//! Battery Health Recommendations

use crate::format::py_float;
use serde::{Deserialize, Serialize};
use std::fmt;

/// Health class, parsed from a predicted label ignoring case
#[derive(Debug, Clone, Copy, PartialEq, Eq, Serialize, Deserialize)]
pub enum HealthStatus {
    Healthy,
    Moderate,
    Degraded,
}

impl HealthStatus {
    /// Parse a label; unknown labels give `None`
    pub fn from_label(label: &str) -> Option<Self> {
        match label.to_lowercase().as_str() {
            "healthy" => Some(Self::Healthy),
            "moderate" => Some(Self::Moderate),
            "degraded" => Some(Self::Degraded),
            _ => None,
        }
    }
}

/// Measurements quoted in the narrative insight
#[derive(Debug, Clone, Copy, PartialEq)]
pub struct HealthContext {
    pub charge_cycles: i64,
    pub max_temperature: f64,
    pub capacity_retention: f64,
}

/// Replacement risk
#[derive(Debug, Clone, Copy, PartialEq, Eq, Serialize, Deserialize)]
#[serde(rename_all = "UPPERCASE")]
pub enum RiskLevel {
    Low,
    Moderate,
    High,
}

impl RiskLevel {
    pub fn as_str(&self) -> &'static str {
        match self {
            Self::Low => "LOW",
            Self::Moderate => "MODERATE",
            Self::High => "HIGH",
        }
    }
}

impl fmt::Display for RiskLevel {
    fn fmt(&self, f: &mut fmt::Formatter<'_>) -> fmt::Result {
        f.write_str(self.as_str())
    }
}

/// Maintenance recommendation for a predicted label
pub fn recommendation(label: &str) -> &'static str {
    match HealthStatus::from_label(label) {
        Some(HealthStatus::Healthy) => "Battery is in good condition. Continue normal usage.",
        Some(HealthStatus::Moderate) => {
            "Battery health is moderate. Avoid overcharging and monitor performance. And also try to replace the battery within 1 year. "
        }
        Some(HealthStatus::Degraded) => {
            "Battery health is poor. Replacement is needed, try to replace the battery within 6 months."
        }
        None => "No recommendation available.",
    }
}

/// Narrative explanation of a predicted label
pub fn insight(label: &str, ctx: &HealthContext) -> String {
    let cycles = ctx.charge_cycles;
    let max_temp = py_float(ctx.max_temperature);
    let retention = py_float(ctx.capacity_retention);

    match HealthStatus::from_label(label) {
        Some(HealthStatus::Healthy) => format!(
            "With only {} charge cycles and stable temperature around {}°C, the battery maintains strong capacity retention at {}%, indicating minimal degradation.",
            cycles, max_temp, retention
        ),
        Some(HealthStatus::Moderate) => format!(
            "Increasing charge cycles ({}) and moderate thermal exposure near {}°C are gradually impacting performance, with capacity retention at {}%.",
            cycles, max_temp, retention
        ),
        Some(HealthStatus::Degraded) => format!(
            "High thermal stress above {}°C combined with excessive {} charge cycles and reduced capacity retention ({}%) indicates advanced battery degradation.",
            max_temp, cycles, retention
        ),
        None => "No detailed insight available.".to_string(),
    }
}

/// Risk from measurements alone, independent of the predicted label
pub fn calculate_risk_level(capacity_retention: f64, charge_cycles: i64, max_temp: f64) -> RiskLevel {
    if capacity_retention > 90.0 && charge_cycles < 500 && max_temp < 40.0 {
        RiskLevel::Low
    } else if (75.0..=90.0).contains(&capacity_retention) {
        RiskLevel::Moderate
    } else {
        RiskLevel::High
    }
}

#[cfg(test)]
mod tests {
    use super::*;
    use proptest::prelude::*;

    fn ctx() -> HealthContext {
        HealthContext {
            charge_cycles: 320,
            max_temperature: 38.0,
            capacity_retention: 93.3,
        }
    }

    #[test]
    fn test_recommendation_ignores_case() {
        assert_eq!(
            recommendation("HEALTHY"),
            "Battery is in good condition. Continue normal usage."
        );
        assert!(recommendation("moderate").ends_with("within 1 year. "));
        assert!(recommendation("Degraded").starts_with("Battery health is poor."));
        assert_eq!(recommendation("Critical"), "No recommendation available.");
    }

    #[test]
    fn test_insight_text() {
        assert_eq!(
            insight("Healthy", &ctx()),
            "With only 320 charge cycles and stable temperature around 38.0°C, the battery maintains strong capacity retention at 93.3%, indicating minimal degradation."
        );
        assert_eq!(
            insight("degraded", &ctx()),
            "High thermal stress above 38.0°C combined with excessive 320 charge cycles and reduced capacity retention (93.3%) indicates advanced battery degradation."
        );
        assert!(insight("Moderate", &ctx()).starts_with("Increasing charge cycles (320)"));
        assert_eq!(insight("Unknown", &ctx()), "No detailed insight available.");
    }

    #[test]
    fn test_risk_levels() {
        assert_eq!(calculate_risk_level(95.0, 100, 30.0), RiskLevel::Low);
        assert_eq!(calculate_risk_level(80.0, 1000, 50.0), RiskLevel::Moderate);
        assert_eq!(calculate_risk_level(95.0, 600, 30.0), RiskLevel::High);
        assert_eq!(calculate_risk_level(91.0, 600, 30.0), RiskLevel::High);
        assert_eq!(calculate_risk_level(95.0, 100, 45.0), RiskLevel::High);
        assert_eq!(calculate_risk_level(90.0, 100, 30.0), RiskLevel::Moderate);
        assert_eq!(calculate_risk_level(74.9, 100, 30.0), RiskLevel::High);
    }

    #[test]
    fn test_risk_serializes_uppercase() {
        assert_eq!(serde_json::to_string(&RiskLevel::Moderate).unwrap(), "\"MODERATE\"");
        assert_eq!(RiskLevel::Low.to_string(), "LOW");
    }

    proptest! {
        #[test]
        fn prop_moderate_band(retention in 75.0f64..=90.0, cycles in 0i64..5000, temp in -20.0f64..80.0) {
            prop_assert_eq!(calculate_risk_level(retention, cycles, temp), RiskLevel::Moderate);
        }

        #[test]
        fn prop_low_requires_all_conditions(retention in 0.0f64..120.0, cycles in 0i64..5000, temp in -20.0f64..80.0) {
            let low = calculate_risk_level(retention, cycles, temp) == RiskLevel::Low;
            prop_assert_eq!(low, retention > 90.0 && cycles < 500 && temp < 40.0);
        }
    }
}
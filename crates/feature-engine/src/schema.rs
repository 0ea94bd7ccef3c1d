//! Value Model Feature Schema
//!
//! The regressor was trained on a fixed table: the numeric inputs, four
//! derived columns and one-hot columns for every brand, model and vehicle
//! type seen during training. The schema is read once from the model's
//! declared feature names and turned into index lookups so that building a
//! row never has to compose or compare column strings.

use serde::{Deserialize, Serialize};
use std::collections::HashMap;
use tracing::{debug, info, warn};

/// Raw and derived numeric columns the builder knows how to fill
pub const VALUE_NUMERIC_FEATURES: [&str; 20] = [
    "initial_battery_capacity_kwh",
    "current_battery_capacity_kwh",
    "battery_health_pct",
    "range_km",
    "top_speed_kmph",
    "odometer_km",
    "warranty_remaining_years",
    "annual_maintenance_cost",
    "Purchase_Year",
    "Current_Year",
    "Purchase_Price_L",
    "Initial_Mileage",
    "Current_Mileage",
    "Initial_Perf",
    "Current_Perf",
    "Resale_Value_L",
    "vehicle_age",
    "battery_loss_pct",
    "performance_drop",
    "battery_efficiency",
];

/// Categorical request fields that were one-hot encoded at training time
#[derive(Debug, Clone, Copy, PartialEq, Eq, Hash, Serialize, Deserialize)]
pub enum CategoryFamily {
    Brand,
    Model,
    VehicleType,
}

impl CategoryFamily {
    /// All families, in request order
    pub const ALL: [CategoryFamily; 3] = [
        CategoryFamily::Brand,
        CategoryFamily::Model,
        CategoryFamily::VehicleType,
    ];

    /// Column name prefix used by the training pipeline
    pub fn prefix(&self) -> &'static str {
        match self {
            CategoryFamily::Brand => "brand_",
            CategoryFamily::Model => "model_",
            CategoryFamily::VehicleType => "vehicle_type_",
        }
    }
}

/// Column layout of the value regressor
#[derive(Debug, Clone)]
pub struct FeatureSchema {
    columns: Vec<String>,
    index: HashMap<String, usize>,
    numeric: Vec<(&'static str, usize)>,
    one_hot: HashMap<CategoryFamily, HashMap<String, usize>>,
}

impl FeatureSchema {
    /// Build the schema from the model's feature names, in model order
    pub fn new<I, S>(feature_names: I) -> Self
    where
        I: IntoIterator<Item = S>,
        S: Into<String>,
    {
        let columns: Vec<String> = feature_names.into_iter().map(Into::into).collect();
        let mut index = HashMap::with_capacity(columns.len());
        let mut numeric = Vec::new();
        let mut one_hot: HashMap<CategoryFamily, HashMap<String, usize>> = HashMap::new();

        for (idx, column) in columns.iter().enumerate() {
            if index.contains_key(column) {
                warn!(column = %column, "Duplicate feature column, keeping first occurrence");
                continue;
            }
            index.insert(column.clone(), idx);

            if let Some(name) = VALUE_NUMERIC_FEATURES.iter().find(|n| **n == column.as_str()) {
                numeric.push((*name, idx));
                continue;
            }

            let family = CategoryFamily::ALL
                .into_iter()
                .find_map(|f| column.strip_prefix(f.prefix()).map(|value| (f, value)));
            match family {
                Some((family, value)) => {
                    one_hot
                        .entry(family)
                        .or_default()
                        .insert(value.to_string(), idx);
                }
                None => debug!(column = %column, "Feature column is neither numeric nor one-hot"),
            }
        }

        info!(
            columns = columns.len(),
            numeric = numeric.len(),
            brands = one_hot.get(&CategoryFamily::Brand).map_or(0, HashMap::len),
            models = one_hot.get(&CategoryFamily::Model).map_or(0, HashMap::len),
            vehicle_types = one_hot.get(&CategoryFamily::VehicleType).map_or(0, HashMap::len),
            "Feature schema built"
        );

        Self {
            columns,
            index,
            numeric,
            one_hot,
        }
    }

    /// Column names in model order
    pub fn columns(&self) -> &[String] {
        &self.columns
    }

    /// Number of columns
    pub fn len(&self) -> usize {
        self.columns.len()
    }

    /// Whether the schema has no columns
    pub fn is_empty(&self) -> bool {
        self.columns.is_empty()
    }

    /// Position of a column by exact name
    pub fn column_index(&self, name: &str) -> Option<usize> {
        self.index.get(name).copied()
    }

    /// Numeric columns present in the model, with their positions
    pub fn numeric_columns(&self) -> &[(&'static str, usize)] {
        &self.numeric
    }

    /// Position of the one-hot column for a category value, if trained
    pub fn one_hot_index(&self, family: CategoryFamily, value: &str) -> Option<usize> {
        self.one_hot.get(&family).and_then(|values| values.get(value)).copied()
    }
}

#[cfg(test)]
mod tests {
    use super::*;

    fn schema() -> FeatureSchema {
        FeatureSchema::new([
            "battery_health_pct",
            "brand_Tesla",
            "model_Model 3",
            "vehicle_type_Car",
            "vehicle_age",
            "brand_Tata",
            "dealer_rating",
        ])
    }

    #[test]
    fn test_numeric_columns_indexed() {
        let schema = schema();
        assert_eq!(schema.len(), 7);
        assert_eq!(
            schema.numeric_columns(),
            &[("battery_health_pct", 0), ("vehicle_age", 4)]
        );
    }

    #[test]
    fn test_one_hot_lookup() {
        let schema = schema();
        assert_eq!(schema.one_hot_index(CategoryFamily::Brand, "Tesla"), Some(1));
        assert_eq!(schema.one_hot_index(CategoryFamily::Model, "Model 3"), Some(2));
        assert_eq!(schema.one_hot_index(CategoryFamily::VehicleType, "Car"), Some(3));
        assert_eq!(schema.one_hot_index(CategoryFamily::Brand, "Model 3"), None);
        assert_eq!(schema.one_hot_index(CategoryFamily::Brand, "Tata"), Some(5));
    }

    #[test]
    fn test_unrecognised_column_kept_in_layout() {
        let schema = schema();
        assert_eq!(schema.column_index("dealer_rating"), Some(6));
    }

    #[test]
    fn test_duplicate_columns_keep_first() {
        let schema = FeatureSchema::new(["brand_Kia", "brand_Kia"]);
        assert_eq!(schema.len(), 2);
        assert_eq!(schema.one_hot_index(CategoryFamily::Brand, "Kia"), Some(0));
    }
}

◆ ◆ ◆ ◆

■ About this task
Only lines that contain the string "prefix" count; pick each one out of the records and copy it.

■ Answer section
    /// Column name prefix used by the training pipeline
    pub fn prefix(&self) -> &'static str {
                .find_map(|f| column.strip_prefix(f.prefix()).map(|value| (f, value)));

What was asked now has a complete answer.